- **ACTIVITY**: Each line of the data should be transcribed exactly as given.

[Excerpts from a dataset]
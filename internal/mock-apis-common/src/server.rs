use std::fmt::Display;
use std::io::ErrorKind;
use std::net::SocketAddr;

use axum::Router;
use tokio::signal;
use tower_http::trace::{DefaultOnFailure, TraceLayer};
use tracing::Level;

use crate::endpoints::handle_404;
use crate::error::{Error, ErrorDetails};

pub trait RouterExt {
    /// Adds the 404 fallback and request tracing every mock service shares.
    fn with_default_layers(self) -> Self;
}

impl RouterExt for Router {
    fn with_default_layers(self) -> Self {
        self.fallback(handle_404)
            // Failed requests are already logged by `Error::new`
            .layer(TraceLayer::new_for_http().on_failure(DefaultOnFailure::new().level(Level::DEBUG)))
    }
}

/// Binds `0.0.0.0:<port>` and serves `router` until a shutdown signal arrives.
pub async fn serve(router: Router, port: u16, service_name: &str) -> Result<(), Error> {
    let bind_address = SocketAddr::from(([0, 0, 0, 0], port));

    let listener = match tokio::net::TcpListener::bind(bind_address).await {
        Ok(listener) => listener,
        Err(e) if e.kind() == ErrorKind::AddrInUse => {
            return Err(Error::new(ErrorDetails::Server {
                message: format!(
                    "Failed to bind to socket address {bind_address}: {e}. Tip: Ensure no other process is using port {port} or try a different port."
                ),
            }));
        }
        Err(e) => {
            return Err(Error::new(ErrorDetails::Server {
                message: format!("Failed to bind to socket address {bind_address}: {e}"),
            }));
        }
    };

    // This will give us the chosen port if the user specified a port of 0
    let actual_bind_address = listener.local_addr().map_err(|e| {
        Error::new(ErrorDetails::Server {
            message: format!("Failed to get bind address from listener: {e}"),
        })
    })?;
    tracing::info!("{service_name} is listening on {actual_bind_address}");

    axum::serve(listener, router)
        .with_graceful_shutdown(shutdown_signal())
        .await
        .map_err(|e| {
            Error::new(ErrorDetails::Server {
                message: format!("Failed to start server: {e}"),
            })
        })?;

    tracing::info!("{service_name} shut down");
    Ok(())
}

pub async fn shutdown_signal() {
    let ctrl_c = async {
        if let Err(e) = signal::ctrl_c().await {
            tracing::error!("Failed to install Ctrl+C handler: {e}");
            std::future::pending::<()>().await;
        }
    };

    #[cfg(unix)]
    let terminate = wait_for_unix_signal(signal::unix::SignalKind::terminate(), "SIGTERM");

    #[cfg(not(unix))]
    let terminate = std::future::pending::<()>();

    #[cfg(unix)]
    let hangup = wait_for_unix_signal(signal::unix::SignalKind::hangup(), "SIGHUP");

    #[cfg(not(unix))]
    let hangup = std::future::pending::<()>();

    tokio::select! {
        () = ctrl_c => {
            tracing::info!("Received Ctrl+C signal");
        }
        () = terminate => {
            tracing::info!("Received SIGTERM signal");
        }
        () = hangup => {
            tracing::info!("Received SIGHUP signal");
        }
    };
}

#[cfg(unix)]
async fn wait_for_unix_signal(kind: signal::unix::SignalKind, name: &str) {
    match signal::unix::signal(kind) {
        Ok(mut stream) => {
            stream.recv().await;
        }
        Err(e) => {
            tracing::error!("Failed to install {name} handler: {e}");
            std::future::pending::<()>().await;
        }
    }
}

/// Startup-only escape hatch for the service binaries.
///
/// Setting up logs and binding the listener are the only fallible steps a mock
/// service can't recover from, so `main` logs the failure and exits with status 1.
/// Request handling never uses this.
pub trait ExpectPretty<T> {
    fn expect_pretty(self, msg: &str) -> T;
}

impl<T, E: Display> ExpectPretty<T> for Result<T, E> {
    fn expect_pretty(self, msg: &str) -> T {
        self.unwrap_or_else(|err| {
            tracing::error!("{msg}: {err}");
            std::process::exit(1)
        })
    }
}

- **YOUR RESPONSE**:
filename internal/mock-apis-common/src/server.rs
use std::fmt::Display;
use std::io::ErrorKind;
use std::net::SocketAddr;

use axum::Router;
use tokio::signal;
use tower_http::trace::{DefaultOnFailure, TraceLayer};
use tracing::Level;

use crate::endpoints::handle_404;
use crate::error::{Error, ErrorDetails};

pub trait RouterExt {
    /// Adds the 404 fallback and request tracing every mock service shares.
    fn with_default_layers(self) -> Self;
}

impl RouterExt for Router {
    fn with_default_layers(self) -> Self {
        self.fallback(handle_404)
            // Failed requests are already logged by `Error::new`
            .layer(TraceLayer::new_for_http().on_failure(DefaultOnFailure::new().level(Level::DEBUG)))
    }
}

/// Binds `0.0.0.0:<port>` and serves `router` until a shutdown signal arrives.
pub async fn serve(router: Router, port: u16, service_name: &str) -> Result<(), Error> {
    let bind_address = SocketAddr::from(([0, 0, 0, 0], port));

    let listener = match tokio::net::TcpListener::bind(bind_address).await {
        Ok(listener) => listener,
        Err(e) if e.kind() == ErrorKind::AddrInUse => {
            return Err(Error::new(ErrorDetails::Server {
                message: format!(
                    "Failed to bind to socket address {bind_address}: {e}. Tip: Ensure no other process is using port {port} or try a different port."
                ),
            }));
        }
        Err(e) => {
            return Err(Error::new(ErrorDetails::Server {
                message: format!("Failed to bind to socket address {bind_address}: {e}"),
            }));
        }
    };

    // This will give us the chosen port if the user specified a port of 0
    let actual_bind_address = listener.local_addr().map_err(|e| {
        Error::new(ErrorDetails::Server {
            message: format!("Failed to get bind address from listener: {e}"),
        })
    })?;
    tracing::info!("{service_name} is listening on {actual_bind_address}");

    axum::serve(listener, router)
        .with_graceful_shutdown(shutdown_signal())
        .await
        .map_err(|e| {
            Error::new(ErrorDetails::Server {
                message: format!("Failed to start server: {e}"),
            })
        })?;

    tracing::info!("{service_name} shut down");
    Ok(())
}

pub async fn shutdown_signal() {
    let ctrl_c = async {
        if let Err(e) = signal::ctrl_c().await {
            tracing::error!("Failed to install Ctrl+C handler: {e}");
            std::future::pending::<()>().await;
        }
    };

    #[cfg(unix)]
    let terminate = wait_for_unix_signal(signal::unix::SignalKind::terminate(), "SIGTERM");

    #[cfg(not(unix))]
    let terminate = std::future::pending::<()>();

    #[cfg(unix)]
    let hangup = wait_for_unix_signal(signal::unix::SignalKind::hangup(), "SIGHUP");

    #[cfg(not(unix))]
    let hangup = std::future::pending::<()>();

    tokio::select! {
        () = ctrl_c => {
            tracing::info!("Received Ctrl+C signal");
        }
        () = terminate => {
            tracing::info!("Received SIGTERM signal");
        }
        () = hangup => {
            tracing::info!("Received SIGHUP signal");
        }
    };
}

#[cfg(unix)]
async fn wait_for_unix_signal(kind: signal::unix::SignalKind, name: &str) {
    match signal::unix::signal(kind) {
        Ok(mut stream) => {
            stream.recv().await;
        }
        Err(e) => {
            tracing::error!("Failed to install {name} handler: {e}");
            std::future::pending::<()>().await;
        }
    }
}

/// Startup-only escape hatch for the service binaries.
///
/// Setting up logs and binding the listener are the only fallible steps a mock
/// service can't recover from, so `main` logs the failure and exits with status 1.
/// Request handling never uses this.
pub trait ExpectPretty<T> {
    fn expect_pretty(self, msg: &str) -> T;
}

impl<T, E: Display> ExpectPretty<T> for Result<T, E> {
    fn expect_pretty(self, msg: &str) -> T {
        self.unwrap_or_else(|err| {
            tracing::error!("{msg}: {err}");
            std::process::exit(1)
        })
    }
}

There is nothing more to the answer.